GOAL OF THE EXERCISE: Output the lines below exactly, please, from the first line until the line with "pub type ApiResult<T>", counting both.

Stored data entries

_ _ _ _ _ _ _

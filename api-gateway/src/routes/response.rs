//! Response envelope and error mapping shared by every route.

use axum::{
    Json,
    http::StatusCode,
    response::{IntoResponse, Response},
};
use serde::Serialize;

use votechain::{Envelope, LedgerError, StateError};

pub type ApiResult<T> = Result<Reply<T>, ApiError>;

/// Successful reply: a status code and an [`Envelope`] with data.
pub struct Reply<T> {
    status: StatusCode,
    body: Envelope<T>,
}

pub fn reply<T>(status: StatusCode, message: impl Into<String>, data: T) -> Reply<T> {
    Reply {
        status,
        body: Envelope::ok(message, data),
    }
}

impl<T: Serialize> IntoResponse for Reply<T> {
    fn into_response(self) -> Response {
        (self.status, Json(self.body)).into_response()
    }
}

/// Failed reply, rendered as an envelope with `success: false`.
#[derive(Debug)]
pub struct ApiError {
    pub status: StatusCode,
    pub message: String,
    pub details: Option<String>,
}

impl ApiError {
    pub fn new(status: StatusCode, message: impl Into<String>) -> Self {
        Self {
            status,
            message: message.into(),
            details: None,
        }
    }

    pub fn bad_request(message: impl Into<String>) -> Self {
        Self::new(StatusCode::BAD_REQUEST, message)
    }

    pub fn not_found(message: impl Into<String>) -> Self {
        Self::new(StatusCode::NOT_FOUND, message)
    }

    /// Maps a ledger error onto a status code.
    ///
    /// Client errors carry the error text as the message. Server errors
    /// get a generic message, with the error text in `details` only when
    /// `dev_mode` is set.
    pub fn from_ledger(e: LedgerError, dev_mode: bool) -> Self {
        let status = status_for(&e);
        if !status.is_server_error() {
            return Self::new(status, e.to_string());
        }

        tracing::error!(error = %e, "request failed");
        let message = match e {
            LedgerError::Peer(_) => "Peer communication failed",
            _ => "Internal server error",
        };
        Self {
            status,
            message: message.to_string(),
            details: dev_mode.then(|| e.to_string()),
        }
    }
}

pub fn status_for(e: &LedgerError) -> StatusCode {
    match e {
        LedgerError::Validation(_) => StatusCode::BAD_REQUEST,
        LedgerError::State(StateError::UnknownCitizen) => StatusCode::UNAUTHORIZED,
        LedgerError::State(_) => StatusCode::CONFLICT,
        LedgerError::NotFound(_) => StatusCode::NOT_FOUND,
        LedgerError::Crypto(_) | LedgerError::Persistence(_) => StatusCode::INTERNAL_SERVER_ERROR,
        LedgerError::Peer(_) => StatusCode::BAD_GATEWAY,
    }
}

impl IntoResponse for ApiError {
    fn into_response(self) -> Response {
        let body: Envelope<()> = Envelope::err(self.message, self.details);
        (self.status, Json(body)).into_response()
    }
}

#[cfg(test)]
mod tests {
    use super::*;
    use votechain::{CryptoError, StorageError};

    #[test]
    fn ledger_errors_map_to_statuses() {
        assert_eq!(
            status_for(&LedgerError::Validation("x".to_string())),
            StatusCode::BAD_REQUEST
        );
        assert_eq!(
            status_for(&StateError::UnknownCitizen.into()),
            StatusCode::UNAUTHORIZED
        );
        assert_eq!(
            status_for(&StateError::DoubleVote("v".to_string()).into()),
            StatusCode::CONFLICT
        );
        assert_eq!(
            status_for(&LedgerError::NotFound("block".to_string())),
            StatusCode::NOT_FOUND
        );
        assert_eq!(
            status_for(&LedgerError::Persistence(StorageError::Poisoned)),
            StatusCode::INTERNAL_SERVER_ERROR
        );
    }

    #[test]
    fn server_error_details_only_in_dev_mode() {
        let prod = ApiError::from_ledger(LedgerError::Crypto(CryptoError::Unpad), false);
        assert_eq!(prod.message, "Internal server error");
        assert!(prod.details.is_none());

        let dev = ApiError::from_ledger(LedgerError::Crypto(CryptoError::Unpad), true);
        assert!(dev.details.is_some());

        let client = ApiError::from_ledger(StateError::ElectionClosed.into(), true);
        assert_eq!(client.message, "election is not open for voting");
        assert!(client.details.is_none());
    }
}
use super::load_training_corpus;
use paletteer::config::Config;
use paletteer::error::{Error, RulesError};
use paletteer::learner::{self, RuleLearner};
use paletteer::report::{self, Renderer};
use paletteer::rules::RuleSet;
use std::path::Path;

pub(crate) fn run_learn(
    renderer: &Renderer,
    config: &Config,
    out: Option<&Path>,
    json: bool,
) -> Result<i32, Error> {
    let corpus = load_training_corpus(config)?;
    let learned = RuleLearner::new(config.learner).learn(&corpus);

    if let Some(path) = out {
        let text = serialize_for(&learned.rules, path)?;
        std::fs::write(path, text).map_err(|e| Error::File(path.to_path_buf(), e))?;
        tracing::info!(path = %path.display(), "wrote learned rules");
    }

    if json {
        renderer.print(&format!("{}\n", learned.rules.to_json()?));
    } else {
        renderer.print(&report::render_learned(&learned, renderer.color()));
    }
    Ok(0)
}

pub(crate) fn run_analyze(renderer: &Renderer, config: &Config) -> Result<i32, Error> {
    let corpus = load_training_corpus(config)?;
    let frequencies = learner::slot_frequencies(&corpus, config.learner.acceptance_threshold);
    renderer.print(&report::render_frequencies(&frequencies, renderer.color()));
    Ok(0)
}

/// JSON for `.json` paths, TOML otherwise; matches what `RuleSet::load` reads.
fn serialize_for(rules: &RuleSet, path: &Path) -> Result<String, RulesError> {
    let is_json = path
        .extension()
        .and_then(|ext| ext.to_str())
        .is_some_and(|ext| ext.eq_ignore_ascii_case("json"));
    if is_json {
        rules.to_json()
    } else {
        rules.to_toml()
    }
}

#[cfg(test)]
mod tests {
    use super::*;

    #[test]
    fn extension_selects_format() {
        let rules = RuleSet::builtin();
        let json = serialize_for(&rules, Path::new("rules.JSON")).unwrap();
        assert!(json.trim_start().starts_with('{'));
        let toml = serialize_for(&rules, Path::new("rules.toml")).unwrap();
        assert!(!toml.trim_start().starts_with('{'));
    }
}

_ _ _ _ _ _ _

FINISHED TASK:
filename api-gateway/src/routes/response.rs
//! Response envelope and error mapping shared by every route.

use axum::{
    Json,
    http::StatusCode,
    response::{IntoResponse, Response},
};
use serde::Serialize;

use votechain::{Envelope, LedgerError, StateError};

pub type ApiResult<T> = Result<Reply<T>, ApiError>;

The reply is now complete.